Modis Therapeutics announced today that the FDA has granted Breakthrough Therapy designation to MT1621, Modis’ investigational treatment for patients with thymidine kinase 2 deficiency (TK2d).
Breakthrough Therapy designation is a process designed to expedite the development and review of drugs that are intended to treat a serious or life-threatening condition, and preliminary clinical evidence indicates that the drug may demonstrate substantial improvement over available therapy on a clinically significant endpoint(s).
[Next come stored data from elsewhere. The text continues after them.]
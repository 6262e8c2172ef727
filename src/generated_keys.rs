//! [`GeneratedKeys`] projection: which columns of a just-inserted row get
//! streamed back to the caller as "generated keys", the JDBC
//! `Statement.RETURN_GENERATED_KEYS` family of requests. Modeled as a
//! tagged request rather than three overloaded methods, consistent with
//! this crate's preference for sum types at every such seam.

use crate::error::{DmlError, DriverError};
use crate::delta::DeltaSink;
use crate::row::Row;
use crate::schema::TableMeta;

/// What the caller asked to get back. `ByIndex` columns are 1-based table
/// column ordinals, matching JDBC's `int[] columnIndexes`.
pub enum GeneratedKeysRequest {
    /// `Statement.NO_GENERATED_KEYS` — nothing is projected.
    None,
    /// `Statement.RETURN_GENERATED_KEYS`: every identity/generated/default-
    /// sequenced/primary-key column (`TableMeta::auto_ish_columns`).
    AllAutoIsh,
    ByIndex(Vec<usize>),
    ByName(Vec<String>),
}

/// Resolve a request against `meta`, producing 0-based column ids.
/// Name lookup is case-insensitive via `TableMeta::find_by_name`; no
/// further case-canonicalization pass is needed once that comparison
/// already ignores case, so a name that still fails to resolve raises
/// `COLUMN_NOT_FOUND` rather than silently dropping it.
pub fn resolve_columns(request: &GeneratedKeysRequest, meta: &TableMeta) -> Result<Vec<usize>, DmlError> {
    match request {
        GeneratedKeysRequest::None => Ok(Vec::new()),
        GeneratedKeysRequest::AllAutoIsh => Ok(meta.auto_ish_columns()),
        GeneratedKeysRequest::ByIndex(idxs) => idxs
            .iter()
            .map(|&i| {
                if i == 0 || i > meta.col_count() {
                    Err(DriverError::ColumnNotFound(format!("#{i}")).into())
                } else {
                    Ok(i - 1)
                }
            })
            .collect(),
        GeneratedKeysRequest::ByName(names) => names
            .iter()
            .map(|name| {
                meta.find_by_name(name)
                    .map(|c| c.id)
                    .ok_or_else(|| DriverError::ColumnNotFound(name.clone()).into())
            })
            .collect(),
    }
}

fn project(row: &Row, columns: &[usize]) -> Row {
    Row::new(row.key, columns.iter().map(|&i| row.col(i).clone()).collect())
}

/// The `RETURNING` convenience: project an arbitrary column list out of a
/// collected `FINAL` row stream. The same resolve-then-project mechanism as
/// [`GeneratedKeysProjector`], generalized from "auto-ish columns only" to
/// any column set a caller names — `RETURNING id, v` resolves the same way
/// a `["ID", "V"]` generated-keys request would.
pub fn returning_projection(final_rows: &[Row], columns: &GeneratedKeysRequest, meta: &TableMeta) -> Result<Vec<Row>, DmlError> {
    let resolved = resolve_columns(columns, meta)?;
    Ok(final_rows.iter().map(|row| project(row, &resolved)).collect())
}

/// Streams the resolved columns of each inserted row to `sink`, the way a
/// `FINAL`-mode delta collector streams whole rows — narrowed to just the
/// requested columns.
pub struct GeneratedKeysProjector<'a> {
    columns: Vec<usize>,
    sink: &'a mut dyn DeltaSink,
}

impl<'a> GeneratedKeysProjector<'a> {
    pub fn new(request: &GeneratedKeysRequest, meta: &TableMeta, sink: &'a mut dyn DeltaSink) -> Result<Self, DmlError> {
        let columns = resolve_columns(request, meta)?;
        Ok(GeneratedKeysProjector { columns, sink })
    }

    pub fn is_active(&self) -> bool {
        !self.columns.is_empty()
    }

    pub fn emit(&mut self, row: &Row) {
        if self.columns.is_empty() {
            return;
        }
        self.sink.emit(project(row, &self.columns));
    }
}

#[cfg(test)]
mod tests {
    use super::*;
    use crate::delta::VecSink;
    use crate::schema::ColumnFlags;
    use crate::schema::ColumnMeta;
    use crate::value::{ColumnType, Value};

    fn meta() -> TableMeta {
        TableMeta {
            name: "t".into(),
            columns: vec![
                ColumnMeta {
                    flags: ColumnFlags { identity: true, ..Default::default() },
                    ..ColumnMeta::simple(0, "id", ColumnType::Int)
                },
                ColumnMeta::simple(1, "name", ColumnType::Text),
            ],
            primary_key: Some(vec![0]),
            row_lockable: true,
            unique_indexes: vec![],
            has_row_id: true,
        }
    }

    #[test]
    fn all_auto_ish_picks_up_identity_column() {
        let m = meta();
        let cols = resolve_columns(&GeneratedKeysRequest::AllAutoIsh, &m).unwrap();
        assert_eq!(cols, vec![0]);
    }

    #[test]
    fn by_name_is_case_insensitive() {
        let m = meta();
        let cols = resolve_columns(&GeneratedKeysRequest::ByName(vec!["ID".into()]), &m).unwrap();
        assert_eq!(cols, vec![0]);
    }

    #[test]
    fn unknown_name_is_column_not_found() {
        let m = meta();
        let err = resolve_columns(&GeneratedKeysRequest::ByName(vec!["nope".into()]), &m).unwrap_err();
        assert!(matches!(err, DmlError::Driver(DriverError::ColumnNotFound(_))));
    }

    #[test]
    fn projector_emits_only_requested_columns() {
        let m = meta();
        let mut sink = VecSink::default();
        let mut projector = GeneratedKeysProjector::new(&GeneratedKeysRequest::AllAutoIsh, &m, &mut sink).unwrap();
        let row = Row::new(Some(crate::row::RowKey(1)), vec![Value::Int(7), Value::Text("x".into())]);
        projector.emit(&row);
        assert_eq!(sink.rows.len(), 1);
        assert_eq!(sink.rows[0].values, vec![Value::Int(7)]);
    }

    #[test]
    fn returning_projects_an_arbitrary_column_list_from_final_rows() {
        let m = meta();
        let final_rows = vec![
            Row::new(Some(crate::row::RowKey(1)), vec![Value::Int(1), Value::Text("a".into())]),
            Row::new(Some(crate::row::RowKey(2)), vec![Value::Int(2), Value::Text("b".into())]),
        ];
        let request = GeneratedKeysRequest::ByName(vec!["name".into()]);
        let projected = returning_projection(&final_rows, &request, &m).unwrap();
        assert_eq!(projected.len(), 2);
        assert_eq!(projected[0].values, vec![Value::Text("a".into())]);
        assert_eq!(projected[1].values, vec![Value::Text("b".into())]);
    }
}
A drug that receives Breakthrough Therapy designation is eligible for intensive guidance on an efficient drug development program, organizational commitment involving senior managers from the FDA, and all Fast Track designation features, including eligibility for Accelerated Approval and Priority Review, if relevant criteria are met.
Modis’ application was supported by data from initial clinical studies in TK2d patients, some of which was presented by Dr. Michio Hirano at the International World Muscle Society (WMS) Congress in October 2018. MT1621 has also been granted PRIME designation by the EMA and Orphan Drug designation by both the FDA and EMA.
We are very pleased that – by granting MT1621 Breakthrough Therapy and PRIME designations – now both FDA and EMA have recognized the urgent need in TK2d patients and encouraging preliminary data that Modis and its collaborators have collected. We are looking forward to coordinating with FDA and EMA on the registration plan for MT1621 for TK2d patients,
said Joshua Grass,
Chief Executive Officer of Modis Therapeutics.